Fortunately, scientific understanding of how chemicals affect prenatal and postnatal development has come a long way since then. Important advances in molecular biology and genetics have given researchers a much more thorough understanding of how normal development occurs. But still, major developmental defects such as neural tube and heart deformities occur in approximately 120,000 of the 4 million infants born in this country each year. And many more subtle behavioral changes such as delays in growth, attention-deficit disorders, or hyperactivity often go undetected. Exposure to toxic chemicals - both manufactured and those that occur naturally in the environment - causes about 3 percent of all developmental defects, and 25 percent may be the result of a combination of genetic and environmental factors.

That's why it is so important for scientists to be able to use new discoveries in developmental biology and genetics when they study chemicals for their potential to cause birth defects. So far, only a fraction of manufactured and naturally occurring chemicals has been adequately evaluated. New efforts are needed to determine how specific chemicals could disrupt human development. The government, the private sector, and the scientific community must seize the opportunity to ensure that new scientific knowledge is used effectively to reduce developmental defects.

For example, scientists recently have discovered the critical ways in which cells in embryos communicate, ultimately activating proteins that turn particular genes on and off. These so-called "signaling pathways" regulate development and are used repeatedly in various combinations at different times and locations in the embryo and fetus. Fortunately, strikingly similar pathways are found in a wide variety of animals, including humans. They have changed very little over time. Studying the effects of chemicals on signaling pathways in animal models should help facilitate understanding of abnormal development in humans. Relatively simple assessments using models such as the roundworm and fruit fly could be used more effectively to provide clues about how exposures to varying amounts and combinations of chemicals might affect development. The models also could be used to study how the occurrence of defects is altered by factors such as age, nutrition, disease history, and genetic constitution. Based on findings from this research, more extensive studies could be conducted on animals whose biological systems more closely resemble those of humans.

In addition, recent breakthroughs in mapping the human genome should provide important information for scientists who study developmental toxicology. New data on genetic variability in humans is key to understanding how the relationship between genes and the environment leads to developmental defects. Using that information, researchers could identify genetic variations - known as polymorphisms - among individuals. Studies have suggested that people with specific polymorphisms who also are exposed to certain chemicals in the womb have a higher incidence of developmental defects than the general population.
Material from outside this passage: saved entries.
//! Lexical analysis: turns the raw input string into a vector of tokens.
//!
//! The scanner is byte-oriented and greedy – at every position it commits to
//! the longest token that can start there. It knows nothing about grammar;
//! keywords are just identifiers that match a fixed table. Every token
//! records the line and column of its first byte so later stages can point
//! diagnostics at the right place.

use snafu::ensure;
use tracing::{debug, trace};

use crate::config::MAX_STRING_SIZE;
use crate::error::{CompileResult, Location, StringTooLongSnafu, UnidentifiedTokenSnafu};

/// Kinds of tokens recognised by the front-end.
#[derive(Debug, Clone, Copy, PartialEq, Eq)]
pub enum TokenType {
  Exit,
  Print,
  Let,
  Mut,
  If,
  Elif,
  Else,
  Ident,
  IntLit,
  StringLit,
  OpenParen,
  CloseParen,
  Eq,
  Plus,
  Minus,
  Star,
  ForwardSlash,
  OpenCurly,
  CloseCurly,
  EndOfLine,
}

/// Thin wrapper for lexical information needed by later stages.
#[derive(Debug, Clone, PartialEq, Eq)]
pub struct Token {
  pub ty: TokenType,
  pub value: String,
  pub line: usize,
  pub column: usize,
}

impl Token {
  /// Convenience constructor to keep the scan loop readable.
  pub fn new(ty: TokenType, value: impl Into<String>, line: usize, column: usize) -> Self {
    Self {
      ty,
      value: value.into(),
      line,
      column,
    }
  }

  /// Position of the token's first byte, for diagnostics.
  pub fn location(&self) -> Location {
    Location::new(self.line, self.column)
  }
}

/// Lex the input into a flat vector of tokens.
pub fn tokenize(input: &str) -> CompileResult<Vec<Token>> {
  Scanner::new(input).run()
}

/// Cursor over the source bytes. Lines are 1-based, columns 0-based and
/// reset on every newline the scanner handles explicitly.
struct Scanner<'a> {
  bytes: &'a [u8],
  index: usize,
  line: usize,
  column: usize,
}

impl<'a> Scanner<'a> {
  fn new(input: &'a str) -> Self {
    Self {
      bytes: input.as_bytes(),
      index: 0,
      line: 1,
      column: 0,
    }
  }

  fn run(mut self) -> CompileResult<Vec<Token>> {
    let mut tokens = Vec::new();

    while let Some(c) = self.peek(0) {
      let line = self.line;
      let column = self.column;

      // New line
      if c == b'\n' {
        self.consume();
        self.handle_new_line();
        continue;
      }

      // Skip whitespace
      if c.is_ascii_whitespace() {
        self.consume();
        continue;
      }

      // Comments
      if c == b'/' && self.peek(1) == Some(b'/') {
        self.consume();
        self.consume();
        while let Some(b) = self.peek(0) {
          if b == b'\n' {
            break;
          }
          self.consume();
        }
        continue;
      }
      if c == b'/' && self.peek(1) == Some(b'*') {
        self.consume();
        self.consume();
        while let Some(b) = self.peek(0) {
          if b == b'*' && self.peek(1) == Some(b'/') {
            self.consume();
            self.consume();
            break;
          }
          self.consume();
          if b == b'\n' {
            self.handle_new_line();
          }
        }
        continue;
      }

      // Identifiers and keywords
      if c.is_ascii_alphabetic() {
        let mut buff = String::new();
        buff.push(self.consume() as char);
        while let Some(b) = self.peek(0) {
          if !b.is_ascii_alphanumeric() {
            break;
          }
          buff.push(self.consume() as char);
        }

        let ty = match buff.as_str() {
          "exit" => TokenType::Exit,
          "print" => TokenType::Print,
          "let" => TokenType::Let,
          "mut" => TokenType::Mut,
          "if" => TokenType::If,
          "elif" => TokenType::Elif,
          "else" => TokenType::Else,
          _ => TokenType::Ident,
        };
        tokens.push(Token::new(ty, buff, line, column));
        continue;
      }

      // Integer literals; a leading '-' folds into the literal only when the
      // very next byte is a digit.
      if c.is_ascii_digit() || (c == b'-' && self.peek(1).is_some_and(|b| b.is_ascii_digit())) {
        let mut buff = String::new();
        buff.push(self.consume() as char);
        while let Some(b) = self.peek(0) {
          // A '_' flanked by digits is a separator and is dropped.
          if b == b'_' && self.peek(1).is_some_and(|n| n.is_ascii_digit()) {
            self.consume();
            continue;
          }
          if !b.is_ascii_digit() {
            break;
          }
          buff.push(self.consume() as char);
        }
        tokens.push(Token::new(TokenType::IntLit, buff, line, column));
        continue;
      }

      // String literals
      if c == b'"' {
        self.consume();
        let mut buff: Vec<u8> = Vec::new();
        while let Some(b) = self.peek(0) {
          if b == b'"' {
            break;
          }
          if b == b'\\' && self.peek(1).is_some() {
            self.consume();
            // `\n` is the only substituting escape; for anything else the
            // backslash is dropped and the next byte rescanned.
            if self.peek(0) == Some(b'n') {
              self.consume();
              buff.push(b'\n');
            }
            continue;
          }
          buff.push(self.consume());
        }
        ensure!(
          self.peek(0).is_some(),
          UnidentifiedTokenSnafu {
            location: Location::new(line, column),
          }
        );
        self.consume();
        ensure!(
          buff.len() <= MAX_STRING_SIZE,
          StringTooLongSnafu {
            location: Location::new(line, column),
          }
        );
        let value = String::from_utf8_lossy(&buff).into_owned();
        tokens.push(Token::new(TokenType::StringLit, value, line, column));
        continue;
      }

      // Single-byte operators, braces and the statement terminator
      let ty = match c {
        b'(' => Some(TokenType::OpenParen),
        b')' => Some(TokenType::CloseParen),
        b'=' => Some(TokenType::Eq),
        b'+' => Some(TokenType::Plus),
        b'-' => Some(TokenType::Minus),
        b'*' => Some(TokenType::Star),
        b'/' => Some(TokenType::ForwardSlash),
        b'{' => Some(TokenType::OpenCurly),
        b'}' => Some(TokenType::CloseCurly),
        b';' => Some(TokenType::EndOfLine),
        _ => None,
      };
      if let Some(ty) = ty {
        self.consume();
        tokens.push(Token::new(ty, (c as char).to_string(), line, column));
        continue;
      }

      // No token starts with this byte.
      return UnidentifiedTokenSnafu {
        location: Location::new(line, column),
      }
      .fail();
    }

    for token in &tokens {
      trace!(?token, "scanned");
    }
    debug!(
      tokens = tokens.len(),
      lines = self.line,
      "tokenisation complete"
    );

    Ok(tokens)
  }

  fn peek(&self, offset: usize) -> Option<u8> {
    self.bytes.get(self.index + offset).copied()
  }

  /// Advance one byte. Only called after a successful `peek`.
  fn consume(&mut self) -> u8 {
    let b = self.bytes[self.index];
    self.index += 1;
    self.column += 1;
    b
  }

  fn handle_new_line(&mut self) {
    self.line += 1;
    self.column = 0;
  }
}

#[cfg(test)]
mod tests {
  use super::*;
  use crate::error::CompileError;

  fn kinds(source: &str) -> Vec<TokenType> {
    tokenize(source)
      .unwrap()
      .into_iter()
      .map(|t| t.ty)
      .collect()
  }

  #[test]
  fn scans_exit_statement() {
    assert_eq!(
      kinds("exit(42);"),
      vec![
        TokenType::Exit,
        TokenType::OpenParen,
        TokenType::IntLit,
        TokenType::CloseParen,
        TokenType::EndOfLine,
      ]
    );
  }

  #[test]
  fn keywords_and_identifiers_are_distinguished() {
    let tokens = tokenize("let mut abc = exits;").unwrap();
    assert_eq!(tokens[0].ty, TokenType::Let);
    assert_eq!(tokens[1].ty, TokenType::Mut);
    assert_eq!(tokens[2].ty, TokenType::Ident);
    assert_eq!(tokens[2].value, "abc");
    // A keyword prefix does not make an identifier a keyword.
    assert_eq!(tokens[4].ty, TokenType::Ident);
    assert_eq!(tokens[4].value, "exits");
  }

  #[test]
  fn positions_point_at_first_byte() {
    let tokens = tokenize("let x = 5;\n  exit(x);").unwrap();
    let let_tok = &tokens[0];
    assert_eq!((let_tok.line, let_tok.column), (1, 0));
    let x_tok = &tokens[1];
    assert_eq!((x_tok.line, x_tok.column), (1, 4));
    let exit_tok = &tokens[5];
    assert_eq!((exit_tok.line, exit_tok.column), (2, 2));
  }

  #[test]
  fn line_comments_are_skipped() {
    assert_eq!(
      kinds("// nothing here\nexit(0);"),
      vec![
        TokenType::Exit,
        TokenType::OpenParen,
        TokenType::IntLit,
        TokenType::CloseParen,
        TokenType::EndOfLine,
      ]
    );
  }

  #[test]
  fn block_comments_count_their_newlines() {
    let tokens = tokenize("/* a\n b\n c */ exit(0);").unwrap();
    assert_eq!(tokens[0].ty, TokenType::Exit);
    assert_eq!(tokens[0].line, 3);
  }

  #[test]
  fn underscores_between_digits_are_dropped() {
    let tokens = tokenize("exit(1_000_000);").unwrap();
    assert_eq!(tokens[2].ty, TokenType::IntLit);
    assert_eq!(tokens[2].value, "1000000");
  }

  #[test]
  fn trailing_underscore_is_not_part_of_the_literal() {
    // `1_;` scans as the literal `1` and then chokes on the dangling `_`.
    let err = tokenize("exit(1_);").unwrap_err();
    assert!(matches!(err, CompileError::UnidentifiedToken { .. }));
  }

  #[test]
  fn minus_directly_before_digit_is_a_negative_literal() {
    let tokens = tokenize("exit(-42);").unwrap();
    assert_eq!(tokens[2].ty, TokenType::IntLit);
    assert_eq!(tokens[2].value, "-42");
  }

  #[test]
  fn minus_with_space_is_an_operator() {
    let tokens = tokenize("8 - 4").unwrap();
    assert_eq!(tokens[1].ty, TokenType::Minus);
    assert_eq!(tokens[2].value, "4");
  }

  #[test]
  fn string_newline_escape_substitutes() {
    let tokens = tokenize("print(\"hello\\nworld\");").unwrap();
    assert_eq!(tokens[2].ty, TokenType::StringLit);
    assert_eq!(tokens[2].value, "hello\nworld");
  }

  #[test]
  fn other_escapes_drop_the_backslash() {
    let tokens = tokenize("print(\"a\\tb\");").unwrap();
    assert_eq!(tokens[2].value, "atb");
  }

  #[test]
  fn unterminated_string_is_rejected() {
    let err = tokenize("print(\"oops").unwrap_err();
    assert!(matches!(err, CompileError::UnidentifiedToken { .. }));
  }

  #[test]
  fn overlong_string_is_rejected() {
    let source = format!("print(\"{}\");", "x".repeat(MAX_STRING_SIZE + 1));
    let err = tokenize(&source).unwrap_err();
    assert!(matches!(err, CompileError::StringTooLong { .. }));
  }

  #[test]
  fn unknown_byte_reports_its_position() {
    let err = tokenize("exit(4@2);").unwrap_err();
    match err {
      CompileError::UnidentifiedToken { location } => {
        assert_eq!((location.line, location.column), (1, 6));
      }
      other => panic!("unexpected error: {other}"),
    }
  }

  #[test]
  fn lexemes_reproduce_source_without_trivia() {
    // Holds for the subset whose lexemes round-trip (no strings, no
    // underscore separators).
    let source = "let x = 10; // ten\n{ exit(x + 2); }";
    let stripped: String = "letx=10;{exit(x+2);}".to_string();
    let joined: String = tokenize(source)
      .unwrap()
      .iter()
      .map(|t| t.value.as_str())
      .collect();
    assert_eq!(joined, stripped);
  }
}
While prenatal studies are extremely important, all developmental periods are potentially susceptible to disruption by toxic agents. That is why all stages of human development from conception through puberty should be examined in studies of chemical toxicity. And a wider range of adverse outcomes, including growth retardation or behavioral effects, should be examined.

Testing thousands of chemicals is bound to generate vast amounts of data from industry, academia, and government researchers. Information on amounts of chemicals to which people are exposed and other factors that might affect susceptibility to developmental problems also is needed. New databases should organize this information in a way that is useful for risk assessment.

For too long, research has been hindered by a lack of collaboration among scientists from different fields. Educational programs and professional workshops should be organized to encourage such interaction among researchers in developmental toxicology, biology, genomics, and epidemiology.

The remarkable scientific advances of recent decades have the potential to alleviate much human suffering and improve public health - but only if they are applied appropriately. It's time to make sure that the best science is used to help reduce developmental defects.